The youth rose then with a sigh, took leave of Valentine, and
reluctantly turned towards the house, all the young Mortimers following.
They were rather late for the train, so that the parting was hurried,
and poor little Gladys as she gazed after the dog-cart, while Johnnie
drove and Crayshaw looked back, felt a great aching pain at her heart,
and thought she should never forget him.

But perhaps she did.

The young Mortimers were to leave Melcombe themselves the next day, and
Valentine was to accompany them home, sleeping one night at their
father's house by way of breaking his journey, and seeing his family
before he started on his voyage.

He was left alone, and watched his guests as their receding figures were
lost among the blossoming trees. He felt strangely weak that afternoon,
but he was happy. The lightness of heart that comes of giving up some
wrong or undesirable course of action (one that he thought wrong) might
long have been his, but he had not hitherto been able to get away from
the scene of it.

To-morrow he was to depart. Oh, glad to-morrow!

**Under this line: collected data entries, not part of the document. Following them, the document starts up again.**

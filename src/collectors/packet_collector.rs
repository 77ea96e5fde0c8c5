use log::{debug, error, info, warn};
use pcap::{Activated, Capture};
use std::path::Path;
use std::sync::Arc;
use std::sync::atomic::{AtomicBool, Ordering};
use std::thread::{self, JoinHandle};
use tokio::sync::mpsc::UnboundedSender;

use crate::collectors::dissector::dissect;
use crate::collectors::packet_source::{PacketSource, PcapSource, ReadOutcome};
use crate::error::CaptureError;
use crate::models::{CaptureEvent, EndReason, InfoMessage};

const MESSAGE_TITLE: &str = "Capture thread";

/// Count-based stop condition for a session
#[derive(Debug, Clone, Copy, PartialEq, Eq)]
pub enum PacketLimit {
    Unbounded,
    Packets(u64),
}

impl From<u64> for PacketLimit {
    /// Zero means no limit
    fn from(value: u64) -> Self {
        if value == 0 {
            PacketLimit::Unbounded
        } else {
            PacketLimit::Packets(value)
        }
    }
}

impl PacketLimit {
    fn reached(&self, captured: u64) -> bool {
        matches!(self, PacketLimit::Packets(limit) if captured >= *limit)
    }
}

/// Parameters for opening a live capture
#[derive(Debug, Clone)]
pub struct CaptureParams {
    pub device: String,
    pub promiscuous: bool,
    pub snap_length: i32,
    pub read_timeout_ms: i32,
    /// pcap filter expression; empty accepts everything
    pub filter: String,
    pub packet_limit: PacketLimit,
}

/// A running read loop and the means to stop it
#[derive(Debug)]
pub struct CaptureSession {
    source_name: String,
    packet_limit: PacketLimit,
    abort: Arc<AtomicBool>,
    handle: JoinHandle<u64>,
}

impl CaptureSession {
    pub fn source_name(&self) -> &str {
        &self.source_name
    }

    pub fn packet_limit(&self) -> PacketLimit {
        self.packet_limit
    }
}

/// Owns the capture handle and the dedicated read-loop thread
///
/// Every lifecycle transition and every dissected frame is published on the
/// `CaptureEvent` channel, in order, from the loop thread.
pub struct CaptureEngine {
    events: UnboundedSender<CaptureEvent>,
    session: Option<CaptureSession>,
}

impl CaptureEngine {
    pub fn new(events: UnboundedSender<CaptureEvent>) -> Self {
        Self {
            events,
            session: None,
        }
    }

    /// Opens `params.device`, installs the filter and starts the read loop
    pub fn start(&mut self, params: &CaptureParams) -> Result<(), CaptureError> {
        self.ensure_idle()?;

        info!(
            "Opening {} (promiscuous: {}, snaplen: {}, timeout: {}ms)",
            params.device, params.promiscuous, params.snap_length, params.read_timeout_ms
        );

        let capture = Capture::from_device(params.device.as_str())
            .and_then(|c| {
                c.promisc(params.promiscuous)
                    .snaplen(params.snap_length)
                    .timeout(params.read_timeout_ms)
                    .open()
            })
            .map_err(|source| CaptureError::DeviceOpen {
                device: params.device.clone(),
                source,
            });
        let mut capture = self.report(capture)?;

        let installed = install_filter(&mut capture, &params.filter);
        self.report(installed)?;

        self.start_with_source(&params.device, PcapSource::new(capture), params.packet_limit)
    }

    /// Replays a saved capture file through the same loop
    pub fn start_offline(
        &mut self,
        path: &Path,
        filter: &str,
        packet_limit: PacketLimit,
    ) -> Result<(), CaptureError> {
        self.ensure_idle()?;

        info!("Opening capture file {}", path.display());

        let capture = Capture::from_file(path).map_err(|source| CaptureError::FileOpen {
            path: path.to_path_buf(),
            source,
        });
        let mut capture = self.report(capture)?;

        let installed = install_filter(&mut capture, filter);
        self.report(installed)?;

        let name = path.display().to_string();
        self.start_with_source(&name, PcapSource::new(capture), packet_limit)
    }

    /// Starts the read loop over an already-prepared source
    pub fn start_with_source<S: PacketSource + 'static>(
        &mut self,
        source_name: &str,
        source: S,
        packet_limit: PacketLimit,
    ) -> Result<(), CaptureError> {
        self.ensure_idle()?;

        let abort = Arc::new(AtomicBool::new(false));
        let loop_abort = Arc::clone(&abort);
        let events = self.events.clone();

        let spawned = thread::Builder::new()
            .name("capture".to_string())
            .spawn(move || read_loop(source, packet_limit, &loop_abort, &events))
            .map_err(CaptureError::from);
        let handle = self.report(spawned)?;

        info!("Capture started on {source_name} (limit: {packet_limit:?})");
        self.session = Some(CaptureSession {
            source_name: source_name.to_string(),
            packet_limit,
            abort,
            handle,
        });
        Ok(())
    }

    /// Signals the loop to stop and waits for the thread to exit
    ///
    /// Publishes `Stopped` once per session; returns false if nothing was running.
    pub fn stop(&mut self) -> bool {
        let Some(captured) = self.shutdown() else {
            return false;
        };
        info!("Capture stopped after {captured} packets");
        if self.events.send(CaptureEvent::Stopped).is_err() {
            debug!("Capture event receiver dropped before stop notification");
        }
        true
    }

    /// True while a session exists and its loop thread is still reading
    pub fn is_running(&self) -> bool {
        self.session
            .as_ref()
            .is_some_and(|session| !session.handle.is_finished())
    }

    pub fn session(&self) -> Option<&CaptureSession> {
        self.session.as_ref()
    }

    fn shutdown(&mut self) -> Option<u64> {
        let session = self.session.take()?;
        session.abort.store(true, Ordering::SeqCst);
        match session.handle.join() {
            Ok(captured) => Some(captured),
            Err(_) => {
                error!("Capture thread for {} panicked", session.source_name);
                Some(0)
            }
        }
    }

    fn ensure_idle(&self) -> Result<(), CaptureError> {
        if self.session.is_some() {
            return Err(CaptureError::AlreadyRunning);
        }
        Ok(())
    }

    /// Publishes a critical message for a failed start step
    fn report<T>(&self, result: Result<T, CaptureError>) -> Result<T, CaptureError> {
        result.inspect_err(|e| {
            error!("{e}");
            let _ = self
                .events
                .send(CaptureEvent::Message(InfoMessage::critical(MESSAGE_TITLE, e.to_string())));
        })
    }
}

impl Drop for CaptureEngine {
    fn drop(&mut self) {
        self.shutdown();
    }
}

fn install_filter<T: Activated + ?Sized>(
    capture: &mut Capture<T>,
    filter: &str,
) -> Result<(), CaptureError> {
    if filter.trim().is_empty() {
        return Ok(());
    }

    capture
        .compile(filter, true)
        .map_err(|source| CaptureError::FilterCompile {
            filter: filter.to_string(),
            source,
        })?;
    capture
        .filter(filter, true)
        .map_err(|source| CaptureError::FilterInstall {
            filter: filter.to_string(),
            source,
        })?;

    info!("Installed capture filter: {filter}");
    Ok(())
}

/// Blocking read loop; returns the number of frames dissected
fn read_loop<S: PacketSource>(
    mut source: S,
    packet_limit: PacketLimit,
    abort: &AtomicBool,
    events: &UnboundedSender<CaptureEvent>,
) -> u64 {
    let mut captured = 0u64;

    if events.send(CaptureEvent::Started).is_err() {
        warn!("Capture event receiver dropped before the loop started");
        return captured;
    }

    while !abort.load(Ordering::SeqCst) {
        let packet = match source.next_frame() {
            ReadOutcome::Timeout => continue,
            ReadOutcome::Frame(frame) => dissect(&frame),
            ReadOutcome::Error(message) => {
                error!("Error while reading packet: {message}");
                let body = format!("Error while reading packet: \"{message}\"");
                let info = InfoMessage::critical(MESSAGE_TITLE, body);
                let _ = events.send(CaptureEvent::Message(info));
                let _ = events.send(CaptureEvent::LoopEnded(EndReason::ReadError(message)));
                return captured;
            }
            ReadOutcome::EndOfStream => {
                info!("Capture source exhausted after {captured} packets");
                let _ = events.send(CaptureEvent::LoopEnded(EndReason::EndOfStream));
                return captured;
            }
        };

        captured += 1;
        if events.send(CaptureEvent::Packet(packet)).is_err() {
            warn!("Capture event receiver dropped, ending read loop");
            return captured;
        }

        if packet_limit.reached(captured) {
            info!("Packet limit of {captured} reached");
            let _ = events.send(CaptureEvent::LoopEnded(EndReason::PacketLimit));
            return captured;
        }
    }

    debug!("Read loop aborted after {captured} packets");
    captured
}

He laid himself back in his seat, and looked at the blue hills, and
listened to the sweet remote voices of the children, let apple-blossoms
drop all over him, peered through great brown boughs at the empty sky,
and lost himself in a sea of thought which seemed almost as new to him
and as fathomless as that was.

Not often does a man pass his whole life before him and deliberately
criticize himself, his actions and his way.

If he does, it is seldom when he would appear to an outsider to have
most reasonable occasion; rather during some pause when body and mind
both are still.

The soul does not always recognise itself as a guest seated within this
frame; sometimes it appears to escape and look at the human life it has
led, as if from without. It seems to become absorbed into the august
stream of being; to see that fragment _itself_, without self-love, and
as the great all of mankind would regard it if laid open to them.

It perceives the inevitable verdict. Thus and thus have I done. They
will judge me rightly, that thus and thus I am.

If a man is reasonable and sees things as they were, he does not often
fix on some particular act for which to blame himself when he deplores
the past, for at times of clear vision, the soul escapes from the
bondage of incident. It gets away from the region of particulars, and
knows itself by nature even better than by deed. There is a common
thought that beggars sympathy in almost every shallow mind. It seldom
finds deliberate expression. Perhaps it may be stated thus:--

The greatness of the good derived from it, makes the greatness of the
fault.

A man tells a great lie, and saves his character by it. No wonder it
weighs on his conscience ever after. And yet perhaps he has told
countless lies, both before and since, told them out of mere
carelessness, or from petty spite or for small advantages, and utterly
forgotten them. Now which of these, looked at by the judge, is the great
offender? Is the one lie he repents of the most wicked, or are those
that with small temptation he flung about daily, and so made that one
notable lie easy?

Was it strange that Valentine, looking back, should not with any special
keenness of pain have rued his mistake in taking Melcombe?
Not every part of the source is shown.